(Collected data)
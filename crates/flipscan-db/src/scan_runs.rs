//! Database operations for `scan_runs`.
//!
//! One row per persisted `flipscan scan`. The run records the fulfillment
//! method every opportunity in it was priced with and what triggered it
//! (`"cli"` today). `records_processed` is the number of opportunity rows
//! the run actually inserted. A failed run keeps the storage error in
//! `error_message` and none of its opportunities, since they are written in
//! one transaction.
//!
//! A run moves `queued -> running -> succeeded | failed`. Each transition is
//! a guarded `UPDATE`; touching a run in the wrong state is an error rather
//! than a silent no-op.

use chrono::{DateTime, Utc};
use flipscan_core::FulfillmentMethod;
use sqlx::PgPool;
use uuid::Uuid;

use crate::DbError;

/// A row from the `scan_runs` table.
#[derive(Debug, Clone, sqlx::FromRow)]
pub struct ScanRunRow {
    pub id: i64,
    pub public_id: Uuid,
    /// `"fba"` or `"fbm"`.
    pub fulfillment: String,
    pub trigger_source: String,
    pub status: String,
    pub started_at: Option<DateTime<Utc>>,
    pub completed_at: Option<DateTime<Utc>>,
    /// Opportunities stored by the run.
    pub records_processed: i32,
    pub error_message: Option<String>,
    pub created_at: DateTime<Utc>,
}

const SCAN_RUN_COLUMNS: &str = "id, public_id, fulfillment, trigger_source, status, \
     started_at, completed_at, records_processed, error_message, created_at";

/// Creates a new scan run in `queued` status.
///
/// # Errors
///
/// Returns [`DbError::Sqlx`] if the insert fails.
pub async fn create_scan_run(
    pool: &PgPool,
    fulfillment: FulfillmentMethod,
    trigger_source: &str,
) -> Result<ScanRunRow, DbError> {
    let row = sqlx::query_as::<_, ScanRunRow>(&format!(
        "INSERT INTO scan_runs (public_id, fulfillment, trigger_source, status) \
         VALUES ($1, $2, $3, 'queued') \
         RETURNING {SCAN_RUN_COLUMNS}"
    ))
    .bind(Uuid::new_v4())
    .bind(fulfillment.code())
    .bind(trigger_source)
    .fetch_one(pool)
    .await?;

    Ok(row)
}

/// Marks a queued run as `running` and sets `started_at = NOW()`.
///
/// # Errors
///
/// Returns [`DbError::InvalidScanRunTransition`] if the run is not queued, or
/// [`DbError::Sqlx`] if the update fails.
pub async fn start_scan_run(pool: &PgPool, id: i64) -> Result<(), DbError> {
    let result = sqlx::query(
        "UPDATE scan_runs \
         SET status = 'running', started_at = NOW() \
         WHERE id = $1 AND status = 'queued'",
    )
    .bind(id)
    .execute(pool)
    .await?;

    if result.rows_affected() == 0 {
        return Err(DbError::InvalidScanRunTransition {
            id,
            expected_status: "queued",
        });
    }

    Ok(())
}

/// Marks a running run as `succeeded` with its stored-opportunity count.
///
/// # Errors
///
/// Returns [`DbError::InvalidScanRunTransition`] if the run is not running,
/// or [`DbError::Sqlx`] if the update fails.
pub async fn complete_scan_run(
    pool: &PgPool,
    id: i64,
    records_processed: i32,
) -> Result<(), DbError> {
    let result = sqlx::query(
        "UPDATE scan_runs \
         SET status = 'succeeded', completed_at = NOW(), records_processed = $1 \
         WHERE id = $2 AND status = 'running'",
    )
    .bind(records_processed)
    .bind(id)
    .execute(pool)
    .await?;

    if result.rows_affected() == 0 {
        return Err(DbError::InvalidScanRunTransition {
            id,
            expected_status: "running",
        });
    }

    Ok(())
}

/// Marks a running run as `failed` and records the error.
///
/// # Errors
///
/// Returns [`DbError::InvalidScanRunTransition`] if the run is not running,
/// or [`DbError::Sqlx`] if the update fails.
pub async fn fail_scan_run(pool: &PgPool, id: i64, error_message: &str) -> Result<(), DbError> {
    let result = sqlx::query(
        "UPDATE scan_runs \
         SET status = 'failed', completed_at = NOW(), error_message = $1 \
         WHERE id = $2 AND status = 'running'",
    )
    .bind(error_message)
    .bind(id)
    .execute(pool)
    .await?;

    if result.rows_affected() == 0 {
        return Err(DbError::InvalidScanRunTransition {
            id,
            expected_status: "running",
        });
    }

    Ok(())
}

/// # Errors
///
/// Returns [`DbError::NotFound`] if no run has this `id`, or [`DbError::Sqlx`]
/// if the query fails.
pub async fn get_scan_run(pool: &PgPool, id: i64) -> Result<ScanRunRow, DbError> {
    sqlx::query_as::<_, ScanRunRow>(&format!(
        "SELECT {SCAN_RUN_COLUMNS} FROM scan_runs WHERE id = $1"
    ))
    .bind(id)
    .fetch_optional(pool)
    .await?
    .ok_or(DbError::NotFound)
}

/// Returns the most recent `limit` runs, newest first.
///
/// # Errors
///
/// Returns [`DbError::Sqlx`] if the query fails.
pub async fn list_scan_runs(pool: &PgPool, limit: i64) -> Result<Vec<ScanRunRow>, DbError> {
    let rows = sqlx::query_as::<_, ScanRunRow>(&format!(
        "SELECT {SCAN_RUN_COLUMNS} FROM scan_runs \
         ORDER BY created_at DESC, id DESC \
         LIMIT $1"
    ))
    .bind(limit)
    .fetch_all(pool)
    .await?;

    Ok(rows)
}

> WORK TO BE COMPLETED
You are asked to copy all of the entries above exactly.

> EXERCISE SOLUTION
filename crates/flipscan-db/src/scan_runs.rs
//! Database operations for `scan_runs`.
//!
//! One row per persisted `flipscan scan`. The run records the fulfillment
//! method every opportunity in it was priced with and what triggered it
//! (`"cli"` today). `records_processed` is the number of opportunity rows
//! the run actually inserted. A failed run keeps the storage error in
//! `error_message` and none of its opportunities, since they are written in
//! one transaction.
//!
//! A run moves `queued -> running -> succeeded | failed`. Each transition is
//! a guarded `UPDATE`; touching a run in the wrong state is an error rather
//! than a silent no-op.

use chrono::{DateTime, Utc};
use flipscan_core::FulfillmentMethod;
use sqlx::PgPool;
use uuid::Uuid;

use crate::DbError;

/// A row from the `scan_runs` table.
#[derive(Debug, Clone, sqlx::FromRow)]
pub struct ScanRunRow {
    pub id: i64,
    pub public_id: Uuid,
    /// `"fba"` or `"fbm"`.
    pub fulfillment: String,
    pub trigger_source: String,
    pub status: String,
    pub started_at: Option<DateTime<Utc>>,
    pub completed_at: Option<DateTime<Utc>>,
    /// Opportunities stored by the run.
    pub records_processed: i32,
    pub error_message: Option<String>,
    pub created_at: DateTime<Utc>,
}

const SCAN_RUN_COLUMNS: &str = "id, public_id, fulfillment, trigger_source, status, \
     started_at, completed_at, records_processed, error_message, created_at";

/// Creates a new scan run in `queued` status.
///
/// # Errors
///
/// Returns [`DbError::Sqlx`] if the insert fails.
pub async fn create_scan_run(
    pool: &PgPool,
    fulfillment: FulfillmentMethod,
    trigger_source: &str,
) -> Result<ScanRunRow, DbError> {
    let row = sqlx::query_as::<_, ScanRunRow>(&format!(
        "INSERT INTO scan_runs (public_id, fulfillment, trigger_source, status) \
         VALUES ($1, $2, $3, 'queued') \
         RETURNING {SCAN_RUN_COLUMNS}"
    ))
    .bind(Uuid::new_v4())
    .bind(fulfillment.code())
    .bind(trigger_source)
    .fetch_one(pool)
    .await?;

    Ok(row)
}

/// Marks a queued run as `running` and sets `started_at = NOW()`.
///
/// # Errors
///
/// Returns [`DbError::InvalidScanRunTransition`] if the run is not queued, or
/// [`DbError::Sqlx`] if the update fails.
pub async fn start_scan_run(pool: &PgPool, id: i64) -> Result<(), DbError> {
    let result = sqlx::query(
        "UPDATE scan_runs \
         SET status = 'running', started_at = NOW() \
         WHERE id = $1 AND status = 'queued'",
    )
    .bind(id)
    .execute(pool)
    .await?;

    if result.rows_affected() == 0 {
        return Err(DbError::InvalidScanRunTransition {
            id,
            expected_status: "queued",
        });
    }

    Ok(())
}

/// Marks a running run as `succeeded` with its stored-opportunity count.
///
/// # Errors
///
/// Returns [`DbError::InvalidScanRunTransition`] if the run is not running,
/// or [`DbError::Sqlx`] if the update fails.
pub async fn complete_scan_run(
    pool: &PgPool,
    id: i64,
    records_processed: i32,
) -> Result<(), DbError> {
    let result = sqlx::query(
        "UPDATE scan_runs \
         SET status = 'succeeded', completed_at = NOW(), records_processed = $1 \
         WHERE id = $2 AND status = 'running'",
    )
    .bind(records_processed)
    .bind(id)
    .execute(pool)
    .await?;

    if result.rows_affected() == 0 {
        return Err(DbError::InvalidScanRunTransition {
            id,
            expected_status: "running",
        });
    }

    Ok(())
}

/// Marks a running run as `failed` and records the error.
///
/// # Errors
///
/// Returns [`DbError::InvalidScanRunTransition`] if the run is not running,
/// or [`DbError::Sqlx`] if the update fails.
pub async fn fail_scan_run(pool: &PgPool, id: i64, error_message: &str) -> Result<(), DbError> {
    let result = sqlx::query(
        "UPDATE scan_runs \
         SET status = 'failed', completed_at = NOW(), error_message = $1 \
         WHERE id = $2 AND status = 'running'",
    )
    .bind(error_message)
    .bind(id)
    .execute(pool)
    .await?;

    if result.rows_affected() == 0 {
        return Err(DbError::InvalidScanRunTransition {
            id,
            expected_status: "running",
        });
    }

    Ok(())
}

/// # Errors
///
/// Returns [`DbError::NotFound`] if no run has this `id`, or [`DbError::Sqlx`]
/// if the query fails.
pub async fn get_scan_run(pool: &PgPool, id: i64) -> Result<ScanRunRow, DbError> {
    sqlx::query_as::<_, ScanRunRow>(&format!(
        "SELECT {SCAN_RUN_COLUMNS} FROM scan_runs WHERE id = $1"
    ))
    .bind(id)
    .fetch_optional(pool)
    .await?
    .ok_or(DbError::NotFound)
}

/// Returns the most recent `limit` runs, newest first.
///
/// # Errors
///
/// Returns [`DbError::Sqlx`] if the query fails.
pub async fn list_scan_runs(pool: &PgPool, limit: i64) -> Result<Vec<ScanRunRow>, DbError> {
    let rows = sqlx::query_as::<_, ScanRunRow>(&format!(
        "SELECT {SCAN_RUN_COLUMNS} FROM scan_runs \
         ORDER BY created_at DESC, id DESC \
         LIMIT $1"
    ))
    .bind(limit)
    .fetch_all(pool)
    .await?;

    Ok(rows)
}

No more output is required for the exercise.